After ovulation, a human egg remains viable for 12 to 24 hours. That’s it. Unlike sperm, which can survive for days inside the reproductive tract, the egg’s window for fertilization is measured in hours. This short lifespan is one of the most important numbers to understand if you’re trying to conceive or trying to avoid pregnancy.
What Happens During Those 12 to 24 Hours
When the ovary releases an egg, it enters the fallopian tube and begins its slow journey toward the uterus. Fertilization almost always happens in the fallopian tube, not the uterus, so timing is critical. The egg needs to encounter sperm while it’s still in that tube and still capable of being fertilized.
During its viable window, the egg is paused in a specific stage of cell division, held there by internal chemical signals. This paused state is what keeps it ready for fertilization. As hours pass without sperm contact, those stabilizing signals break down. The egg exits its paused state on its own, and once that happens, it can no longer be fertilized at all. The process is irreversible.
What Happens When the Egg Isn’t Fertilized
An unfertilized egg doesn’t just sit idle. It undergoes a programmed self-destruction process, the same kind of controlled cell death the body uses to recycle old or damaged cells throughout your life. The egg shrinks, its internal energy stores deplete, and its DNA begins to fragment. This breakdown is already underway within a day of ovulation. The remnants of the egg are reabsorbed by the body, and roughly two weeks later, the uterine lining sheds as a period.
This tight timeline exists for a reason. An aging egg that somehow got fertilized late would be more likely to divide abnormally. The body’s quick disposal system is, in a sense, a quality control mechanism.
Why the Fertile Window Is Longer Than 24 Hours
If the egg only lasts 12 to 24 hours, you might assume your chance of conception each cycle is razor thin. In practice, the fertile window is about six days long. The reason: sperm can survive inside the cervix, uterus, and fallopian tubes for three to five days.
This means sperm that arrived days before ovulation can still be alive and waiting when the egg is released. Sex on any of the five days before ovulation, or on the day of ovulation itself, can result in pregnancy. The highest-probability days are the two days before ovulation and the day of ovulation, because that’s when live sperm and a fresh egg are most likely to overlap in the fallopian tube.
After ovulation, the math shifts fast. Because sperm need time to travel through the cervix and uterus to reach the fallopian tube (typically several hours), sex more than a day after ovulation is very unlikely to result in pregnancy. The egg will have already begun to degrade by the time sperm arrive.
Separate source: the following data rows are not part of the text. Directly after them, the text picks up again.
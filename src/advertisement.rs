//! Pre-serialized `402` advertisement material, computed once at startup.

use base64::Engine;
use base64::engine::general_purpose::STANDARD as BASE64;

use crate::types::{PaymentRequiredBody, PaymentRequirement, ResourceInfo};

/// Immutable `402` body and its compact (base64) header encoding, built once from
/// configuration and reused for every unauthenticated/unpaid request.
pub struct Advertisement {
    pub requirement: PaymentRequirement,
    body_json: Vec<u8>,
    header_value: String,
}

impl Advertisement {
    pub fn new(gateway_url: &str, description: &str, requirement: PaymentRequirement) -> Self {
        let body = PaymentRequiredBody {
            x402_version: crate::types::X402_VERSION,
            error: "Payment required".to_string(),
            resource: ResourceInfo {
                url: gateway_url.to_string(),
                description: description.to_string(),
                mime_type: String::new(),
            },
            accepts: vec![requirement.clone()],
            reason: None,
        };
        let body_json = serde_json::to_vec(&body).expect("advertisement body is serializable");
        let header_value = BASE64.encode(&body_json);
        Self {
            requirement,
            body_json,
            header_value,
        }
    }

    pub fn body_bytes(&self) -> &[u8] {
        &self.body_json
    }

    /// Body bytes with a machine-readable `reason` code attached, for the Path-1 cases
    /// (`token_not_found`) that must surface one. Computed per-response since the reason
    /// varies, unlike the immutable base advertisement.
    pub fn body_with_reason(&self, reason: &str) -> Vec<u8> {
        let mut body: PaymentRequiredBody =
            serde_json::from_slice(&self.body_json).expect("advertisement body round-trips");
        body.reason = Some(reason.to_string());
        serde_json::to_vec(&body).expect("advertisement body is serializable")
    }

    pub fn header_value(&self) -> &str {
        &self.header_value
    }
}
How to Know When Ovulation Happens
The challenge is that ovulation doesn’t announce itself with an obvious signal. Several methods can help you estimate the timing, each with trade-offs in accuracy and convenience.
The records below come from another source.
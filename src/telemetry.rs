//! Process-wide `tracing` subscriber setup.
//!
//! Structured logging only: no OpenTelemetry exporter. Verbosity is controlled by
//! `RUST_LOG` (standard `EnvFilter` syntax), defaulting to `info` for this crate and
//! `warn` for dependencies.

use tracing_subscriber::layer::SubscriberExt;
use tracing_subscriber::util::SubscriberInitExt;
use tracing_subscriber::{EnvFilter, fmt};

/// Installs the global `tracing` subscriber. Call once, at process startup.
pub fn init() {
    let filter = EnvFilter::try_from_default_env()
        .unwrap_or_else(|_| EnvFilter::new("info,x402_gate=debug"));

    tracing_subscriber::registry()
        .with(filter)
        .with(fmt::layer())
        .init();
}
//! The verify/settle capability consumed by the Payment Middleware, with two concrete
//! forms: a [`remote::RemoteFacilitator`] delegating to an external HTTP service, and a
//! [`local::LocalFacilitator`] that verifies and settles directly against an EVM chain.

pub mod local;
pub mod remote;

use std::fmt::{Debug, Display};
use std::sync::Arc;

use crate::types::PaymentRequirement;

/// Identity of the party who signed a verified payment authorization.
#[derive(Debug, Clone, PartialEq, Eq)]
pub struct Payer(pub String);

/// Verify/settle capability. Implementors parse `payload_bytes`/`requirements_bytes`
/// themselves so the middleware stays agnostic to the wire format.
pub trait Facilitator {
    type Error: Debug + Display + Send + Sync + 'static;

    fn verify(
        &self,
        payload_bytes: &[u8],
        requirement: &PaymentRequirement,
    ) -> impl Future<Output = Result<Payer, Self::Error>> + Send;

    fn settle(
        &self,
        payload_bytes: &[u8],
        requirement: &PaymentRequirement,
    ) -> impl Future<Output = Result<(), Self::Error>> + Send;
}

impl<T> Facilitator for Arc<T>
where
    T: Facilitator + Send + Sync,
{
    type Error = T::Error;

    fn verify(
        &self,
        payload_bytes: &[u8],
        requirement: &PaymentRequirement,
    ) -> impl Future<Output = Result<Payer, Self::Error>> + Send {
        T::verify(self, payload_bytes, requirement)
    }

    fn settle(
        &self,
        payload_bytes: &[u8],
        requirement: &PaymentRequirement,
    ) -> impl Future<Output = Result<(), Self::Error>> + Send {
        T::settle(self, payload_bytes, requirement)
    }
}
Ovulation predictor kits (OPKs) detect a surge in luteinizing hormone in your urine. This hormone spike peaks about 10 to 12 hours before the egg is actually released, giving you a short but useful heads-up. A positive OPK means ovulation is likely within the next day or so, which is the ideal time for intercourse if you’re trying to conceive.
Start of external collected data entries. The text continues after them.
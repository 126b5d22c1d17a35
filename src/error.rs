//! Error taxonomy for the payment gateway, collapsed to HTTP responses at the boundary.

use axum::http::StatusCode;
use axum::response::{IntoResponse, Response};
use serde::Serialize;

/// Errors surfaced by the Payment Middleware's request classifier.
///
/// Every variant here is terminal from the middleware's point of view: it maps to
/// exactly one HTTP response. Recoverable conditions (e.g. an invalid bearer token
/// that falls through to Path 2) never reach this type.
#[derive(Debug, thiserror::Error)]
pub enum GatewayError {
    #[error("bad request")]
    BadRequest,
    #[error("payment already processed")]
    ReplayConflict,
    #[error("internal error")]
    Internal,
    #[error("upstream unavailable")]
    BadGateway,
}

#[derive(Serialize)]
struct ErrorBody {
    error: String,
    #[serde(skip_serializing_if = "Option::is_none")]
    reason: Option<String>,
}

impl IntoResponse for GatewayError {
    fn into_response(self) -> Response {
        match self {
            GatewayError::BadRequest => (
                StatusCode::BAD_REQUEST,
                axum::Json(ErrorBody {
                    error: "bad request".to_string(),
                    reason: None,
                }),
            )
                .into_response(),
            GatewayError::ReplayConflict => (
                StatusCode::CONFLICT,
                axum::Json(ErrorBody {
                    error: "payment already processed".to_string(),
                    reason: None,
                }),
            )
                .into_response(),
            GatewayError::Internal => (
                StatusCode::INTERNAL_SERVER_ERROR,
                axum::Json(ErrorBody {
                    error: "internal error".to_string(),
                    reason: None,
                }),
            )
                .into_response(),
            GatewayError::BadGateway => (
                StatusCode::BAD_GATEWAY,
                axum::Json(ErrorBody {
                    error: "upstream unavailable".to_string(),
                    reason: None,
                }),
            )
                .into_response(),
        }
    }
}

/// Errors produced while loading and validating process configuration.
#[derive(Debug, thiserror::Error)]
pub enum ConfigError {
    #[error("{field} is required when {context}")]
    MissingField {
        field: &'static str,
        context: &'static str,
    },
    #[error("local and remote facilitator settings are mutually exclusive")]
    ConflictingFacilitatorMode,
    #[error("invalid value for {field}: {source}")]
    InvalidValue {
        field: &'static str,
        #[source]
        source: Box<dyn std::error::Error + Send + Sync>,
    },
}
Basal body temperature tracking works in the opposite direction. Your resting temperature rises slightly (about 0.5 to 1°F) after ovulation has already occurred, due to the hormone progesterone. This confirms ovulation happened but doesn’t predict it in advance. Over several cycles, though, the pattern can help you identify your typical ovulation day.
Cervical mucus changes offer another clue. In the days leading up to ovulation, mucus tends to become clear, slippery, and stretchy, similar to raw egg whites. This type of mucus helps sperm survive and travel more efficiently. When you notice it, you’re likely in your most fertile days.
Calendar-based estimates (counting 14 days before your expected period) work as a rough guide for people with regular cycles, but ovulation day can shift by several days from cycle to cycle, even in the same person.
Timing Intercourse Around Egg Viability
Because the egg’s lifespan is so short, the most effective strategy for conception is to have sperm already present in the fallopian tubes when the egg arrives. That means the best days for intercourse are the one to two days before ovulation, not the day after. Sperm that’s been waiting for a day or two is still fully capable of fertilizing an egg.
If you’re tracking with OPKs, having sex on the day you get a positive result and the following day covers the most fertile window well. If you’re not tracking at all, having sex every one to two days throughout mid-cycle (roughly days 10 through 16 of a 28-day cycle) casts a wide enough net to overlap with ovulation in most cases.
For people trying to avoid pregnancy, the 12 to 24 hour egg viability window can be misleading. It might seem like you only need to avoid one day, but because sperm survive up to five days, the real risk window is much wider. Fertility awareness methods account for this by marking several days before and after estimated ovulation as potentially fertile.